Both matrices are 3D, let's say we have to calculate the following:

```
result= zeros(2,2);
...
for k = 1:2
result(i,j) = result(i,j) + abs( A(i,j,k) - B(i,j,k) );
...
if k is very large, this for-loop can be a bottleneck since MATLAB order the data in a column major fashion.
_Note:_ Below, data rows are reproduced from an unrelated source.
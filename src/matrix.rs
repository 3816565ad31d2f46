//! Dense matrix container
//!
//! A dense, row-major, dtype-erased matrix. The element type is fixed at
//! construction and carried as a [`DType`] tag; algorithms inspect the tag
//! once at their entry point and dispatch into typed kernels operating on
//! plain `&[T]` / `&mut [T]` views obtained through [`Matrix::as_slice`] and
//! [`Matrix::as_mut_slice`].
//!
//! Storage is a per-dtype buffer, so typed views are alignment-safe and
//! produced with zero-copy bytemuck casts.

use crate::dtype::{Complex128, DType, Element};
use crate::error::{Error, Result};

/// Per-dtype storage for matrix elements
#[derive(Debug, Clone, PartialEq)]
enum MatrixData {
    F64(Vec<f64>),
    Complex128(Vec<Complex128>),
}

/// A dense matrix stored in row-major order
///
/// Element `(i, j)` of an `r × c` matrix lives at index `i * c + j` of the
/// underlying buffer.
///
/// # Example
///
/// ```
/// use skewr::dtype::DType;
/// use skewr::matrix::Matrix;
///
/// let a = Matrix::from_slice(&[0.0, 1.0, -1.0, 0.0], 2, 2);
/// assert_eq!(a.dtype(), DType::F64);
/// assert_eq!(a.get::<f64>(0, 1), 1.0);
/// ```
#[derive(Debug, Clone, PartialEq)]
pub struct Matrix {
    data: MatrixData,
    nrows: usize,
    ncols: usize,
}

impl Matrix {
    /// Create a matrix from a slice of data
    ///
    /// # Panics
    ///
    /// Panics if `data.len() != nrows * ncols`. Use
    /// [`Matrix::try_from_slice`] for a fallible version.
    pub fn from_slice<T: Element>(data: &[T], nrows: usize, ncols: usize) -> Self {
        Self::try_from_slice(data, nrows, ncols).expect("Matrix::from_slice failed")
    }

    /// Create a matrix from a slice of data (fallible version)
    ///
    /// Returns an error if `data.len()` does not equal `nrows * ncols`.
    pub fn try_from_slice<T: Element>(data: &[T], nrows: usize, ncols: usize) -> Result<Self> {
        if data.len() != nrows * ncols {
            return Err(Error::InvalidData {
                expected: nrows * ncols,
                got: data.len(),
            });
        }

        let data = match T::DTYPE {
            DType::F64 => MatrixData::F64(bytemuck::cast_slice(data).to_vec()),
            DType::Complex128 => MatrixData::Complex128(bytemuck::cast_slice(data).to_vec()),
        };

        Ok(Self { data, nrows, ncols })
    }

    /// Create a zero-filled matrix of the given dtype
    pub fn zeros(dtype: DType, nrows: usize, ncols: usize) -> Self {
        let data = match dtype {
            DType::F64 => MatrixData::F64(vec![0.0; nrows * ncols]),
            DType::Complex128 => MatrixData::Complex128(vec![Complex128::ZERO; nrows * ncols]),
        };
        Self { data, nrows, ncols }
    }

    /// Create an n×n identity matrix of the given dtype
    pub fn identity(dtype: DType, n: usize) -> Self {
        let mut m = Self::zeros(dtype, n, n);
        match &mut m.data {
            MatrixData::F64(v) => {
                for i in 0..n {
                    v[i * n + i] = 1.0;
                }
            }
            MatrixData::Complex128(v) => {
                for i in 0..n {
                    v[i * n + i] = Complex128::ONE;
                }
            }
        }
        m
    }

    /// Number of rows
    #[inline]
    pub fn nrows(&self) -> usize {
        self.nrows
    }

    /// Number of columns
    #[inline]
    pub fn ncols(&self) -> usize {
        self.ncols
    }

    /// Shape as `[rows, cols]`
    #[inline]
    pub fn shape(&self) -> [usize; 2] {
        [self.nrows, self.ncols]
    }

    /// Total number of elements
    #[inline]
    pub fn numel(&self) -> usize {
        self.nrows * self.ncols
    }

    /// The element type
    #[inline]
    pub fn dtype(&self) -> DType {
        match &self.data {
            MatrixData::F64(_) => DType::F64,
            MatrixData::Complex128(_) => DType::Complex128,
        }
    }

    /// Returns true if the matrix is square
    #[inline]
    pub fn is_square(&self) -> bool {
        self.nrows == self.ncols
    }

    /// Typed view of the underlying row-major buffer
    ///
    /// # Panics
    ///
    /// Panics if `T` does not match the matrix dtype.
    pub fn as_slice<T: Element>(&self) -> &[T] {
        match (&self.data, T::DTYPE) {
            (MatrixData::F64(v), DType::F64) => bytemuck::cast_slice(v),
            (MatrixData::Complex128(v), DType::Complex128) => bytemuck::cast_slice(v),
            _ => panic!(
                "Matrix dtype is {}, requested a {} view",
                self.dtype(),
                T::DTYPE
            ),
        }
    }

    /// Typed mutable view of the underlying row-major buffer
    ///
    /// # Panics
    ///
    /// Panics if `T` does not match the matrix dtype.
    pub fn as_mut_slice<T: Element>(&mut self) -> &mut [T] {
        let dtype = self.dtype();
        match (&mut self.data, T::DTYPE) {
            (MatrixData::F64(v), DType::F64) => bytemuck::cast_slice_mut(v),
            (MatrixData::Complex128(v), DType::Complex128) => bytemuck::cast_slice_mut(v),
            _ => panic!("Matrix dtype is {}, requested a {} view", dtype, T::DTYPE),
        }
    }

    /// Copy the elements into a typed `Vec`
    ///
    /// # Panics
    ///
    /// Panics if `T` does not match the matrix dtype.
    pub fn to_vec<T: Element>(&self) -> Vec<T> {
        self.as_slice::<T>().to_vec()
    }

    /// Read element `(i, j)`
    ///
    /// # Panics
    ///
    /// Panics if `T` does not match the matrix dtype or the indices are out
    /// of bounds.
    #[inline]
    pub fn get<T: Element>(&self, i: usize, j: usize) -> T {
        assert!(i < self.nrows && j < self.ncols, "index out of bounds");
        self.as_slice::<T>()[i * self.ncols + j]
    }
}

#[cfg(test)]
mod tests {
    use super::*;

    #[test]
    fn test_from_slice_roundtrip() {
        let a = Matrix::from_slice(&[1.0, 2.0, 3.0, 4.0, 5.0, 6.0], 2, 3);
        assert_eq!(a.shape(), [2, 3]);
        assert_eq!(a.dtype(), DType::F64);
        assert_eq!(a.to_vec::<f64>(), vec![1.0, 2.0, 3.0, 4.0, 5.0, 6.0]);
        assert_eq!(a.get::<f64>(1, 2), 6.0);
    }

    #[test]
    fn test_try_from_slice_length_mismatch() {
        let err = Matrix::try_from_slice(&[1.0, 2.0, 3.0], 2, 2).unwrap_err();
        assert_eq!(
            err,
            Error::InvalidData {
                expected: 4,
                got: 3
            }
        );
    }

    #[test]
    fn test_complex_storage() {
        let data = [
            Complex128::ZERO,
            Complex128::I,
            -Complex128::I,
            Complex128::ZERO,
        ];
        let a = Matrix::from_slice(&data, 2, 2);
        assert_eq!(a.dtype(), DType::Complex128);
        assert!(a.dtype().is_complex());
        assert_eq!(a.get::<Complex128>(0, 1), Complex128::I);
    }

    #[test]
    fn test_identity() {
        let eye = Matrix::identity(DType::F64, 3);
        for i in 0..3 {
            for j in 0..3 {
                let expected = if i == j { 1.0 } else { 0.0 };
                assert_eq!(eye.get::<f64>(i, j), expected);
            }
        }
    }

    #[test]
    fn test_as_mut_slice() {
        let mut a = Matrix::zeros(DType::F64, 2, 2);
        a.as_mut_slice::<f64>()[1] = 7.0;
        assert_eq!(a.get::<f64>(0, 1), 7.0);
    }

    #[test]
    #[should_panic(expected = "requested")]
    fn test_as_slice_dtype_mismatch() {
        let a = Matrix::zeros(DType::F64, 2, 2);
        let _ = a.as_slice::<Complex128>();
    }
}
So a better way to compute "result" could be:
% trying to exploit the column major ordering
Aprime = reshape(permute(A,[3,1,2]), [2,4]);
Bprime = reshape(permute(B,[3,1,2]), [2,4]);
>> Aprime
Aprime =
1 4 2 5
11 44 22 55
>> Bprime
Bprime =
7 1 8 2
77 11 88 22
```

Now we replace the above loop for as following:

```
result= zeros(2,2);
....
temp = abs(Aprime - Bprime);
for k = 1:2
result(i,j) = result(i,j) + temp(k, i+2*(j-1));
...
```

We rearranged the data so we can exploit the cache memory. Permutation and reshape can be costly but when working with big ND-arrays the computational cost related to these operations is much lower than working with not arranged arrays.